Different neural mechanisms within occipitotemporal cortex underlie repetition suppression across same and different-size faces.

08 Nov 2017

Repetition suppression (RS) (or functional magnetic resonance imaging adaptation) refers to the reduction in blood oxygen level-dependent signal following repeated presentation of a stimulus. RS is frequently used to investigate the role of face-selective regions in human visual cortex and is commonly thought to be a "localized" effect, reflecting fatigue of a neuronal population representing a given stimulus. In contrast, predictive coding theories characterize RS as a consequence of "top-down" changes in between-region modulation. Differentiating between these accounts is crucial for the correct interpretation of RS effects in the face-processing network. Here, dynamic causal modeling revealed that different mechanisms underlie different forms of RS to faces in occipitotemporal cortex.
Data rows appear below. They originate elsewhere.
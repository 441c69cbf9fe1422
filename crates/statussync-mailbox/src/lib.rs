//! StatusSync Mailbox Layer
//!
//! Implements the `EmailSource` trait over a JSON export of an inbox: an
//! array of `{subject, body, from, to, date, category?}` objects.
//!
//! A fetch keeps messages dated inside the window (start inclusive, end
//! exclusive) in the primary category, in file order, up to the window's
//! result cap. Messages without a category count as primary; messages
//! whose date cannot be read are skipped.
//!
//! # Examples
//!
//! ```no_run
//! use chrono::NaiveDate;
//! use statussync_domain::traits::EmailSource;
//! use statussync_domain::FetchWindow;
//! use statussync_mailbox::JsonMailbox;
//!
//! let mailbox = JsonMailbox::new("inbox.json");
//! let window = FetchWindow::new(
//!     NaiveDate::from_ymd_opt(2024, 1, 1).unwrap(),
//!     NaiveDate::from_ymd_opt(2024, 2, 1).unwrap(),
//!     20,
//! );
//! let emails = mailbox.fetch(&window).unwrap();
//! ```

#![warn(missing_docs)]

mod date;
mod entry;

use statussync_domain::traits::{CollaboratorError, EmailSource};
use statussync_domain::{Email, FetchWindow};
use std::path::{Path, PathBuf};
use thiserror::Error;
use tracing::{debug, info};

pub use date::parse_date;
pub use entry::{MailboxEntry, PRIMARY_CATEGORY};

/// Errors that can occur while reading a mailbox export
#[derive(Error, Debug)]
pub enum MailboxError {
    /// Export could not be read
    #[error("IO error: {0}")]
    Io(#[from] std::io::Error),

    /// Export is not valid JSON of the expected shape
    #[error("Parse error: {0}")]
    Parse(#[from] serde_json::Error),

    /// Fetch window is unusable
    #[error("Invalid window: {0}")]
    InvalidWindow(String),
}

impl CollaboratorError for MailboxError {
    fn is_authentication(&self) -> bool {
        matches!(self, MailboxError::Io(e) if e.kind() == std::io::ErrorKind::PermissionDenied)
    }
}

/// Email source over a JSON mailbox export
#[derive(Debug, Clone)]
pub struct JsonMailbox {
    path: PathBuf,
}

impl JsonMailbox {
    /// Create a mailbox reading from `path`
    pub fn new(path: impl Into<PathBuf>) -> Self {
        Self { path: path.into() }
    }

    /// Path of the export
    pub fn path(&self) -> &Path {
        &self.path
    }

    /// Read every entry of the export, unfiltered
    pub fn entries(&self) -> Result<Vec<MailboxEntry>, MailboxError> {
        let text = std::fs::read_to_string(&self.path)?;
        Ok(serde_json::from_str(&text)?)
    }
}

/// Filter entries to a window, in order, up to its cap
pub fn select(entries: Vec<MailboxEntry>, window: &FetchWindow) -> Vec<Email> {
    let mut selected = Vec::new();
    for entry in entries {
        if selected.len() >= window.max_results {
            break;
        }
        if !entry.is_primary() {
            debug!(category = ?entry.category, "Skipping non-primary message");
            continue;
        }
        match parse_date(&entry.date) {
            Some(day) if window.contains(day) => selected.push(entry.into_email()),
            Some(_) => {}
            None => debug!(date = %entry.date, "Skipping message with unreadable date"),
        }
    }
    selected
}

impl EmailSource for JsonMailbox {
    type Error = MailboxError;

    fn fetch(&self, window: &FetchWindow) -> Result<Vec<Email>, Self::Error> {
        window.validate().map_err(MailboxError::InvalidWindow)?;

        let entries = self.entries()?;
        let total = entries.len();
        let emails = select(entries, window);

        info!(
            path = %self.path.display(),
            total,
            selected = emails.len(),
            "Fetched mailbox export"
        );
        Ok(emails)
    }
}

#[cfg(test)]
mod tests {
    use super::*;
    use chrono::NaiveDate;

    fn entry(subject: &str, date: &str, category: Option<&str>) -> MailboxEntry {
        MailboxEntry {
            subject: subject.to_string(),
            body: String::new(),
            from: "jobs@example.com".to_string(),
            to: "me@example.com".to_string(),
            date: date.to_string(),
            category: category.map(String::from),
        }
    }

    fn window(max_results: usize) -> FetchWindow {
        FetchWindow::new(
            NaiveDate::from_ymd_opt(2024, 1, 1).unwrap(),
            NaiveDate::from_ymd_opt(2024, 1, 31).unwrap(),
            max_results,
        )
    }

    #[test]
    fn test_window_bounds() {
        let entries = vec![
            entry("before", "2023-12-31", None),
            entry("first", "2024-01-01", None),
            entry("last", "2024-01-30", None),
            entry("end", "2024-01-31", None),
        ];
        let subjects: Vec<String> = select(entries, &window(20))
            .iter()
            .map(|e| e.subject().to_string())
            .collect();
        assert_eq!(subjects, vec!["first", "last"]);
    }

    #[test]
    fn test_non_primary_and_undated_are_skipped() {
        let entries = vec![
            entry("promo", "2024-01-02", Some("promotions")),
            entry("undated", "", None),
            entry("garbled", "someday", None),
            entry("kept", "2024-01-02", Some("Primary")),
        ];
        let emails = select(entries, &window(20));
        assert_eq!(emails.len(), 1);
        assert_eq!(emails[0].subject(), "kept");
    }

    #[test]
    fn test_cap_applies_after_filtering() {
        let entries = vec![
            entry("promo", "2024-01-02", Some("social")),
            entry("a", "2024-01-02", None),
            entry("b", "2024-01-03", None),
            entry("c", "2024-01-04", None),
        ];
        let emails = select(entries, &window(2));
        let subjects: Vec<&str> = emails.iter().map(|e| e.subject()).collect();
        assert_eq!(subjects, vec!["a", "b"]);
    }

    #[test]
    fn test_permission_denied_is_authentication() {
        let err = MailboxError::Io(std::io::Error::from(std::io::ErrorKind::PermissionDenied));
        assert!(err.is_authentication());
        let err = MailboxError::Io(std::io::Error::from(std::io::ErrorKind::NotFound));
        assert!(!err.is_authentication());
    }
}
For both familiar and unfamiliar faces, repetition of identical face images (same size) was associated with changes in "forward" connectivity between the occipital face area (OFA) and the fusiform face area (FFA) (OFA-to-FFA). In contrast, RS across image size was characterized by altered "backward" connectivity (FFA-to-OFA). In addition, evidence was higher for models in which information projected directly into both OFA and FFA, challenging the role of OFA as the input stage of the face-processing network. These findings suggest "size-invariant" RS to faces is a consequence of interactions between regions rather than being a localized effect.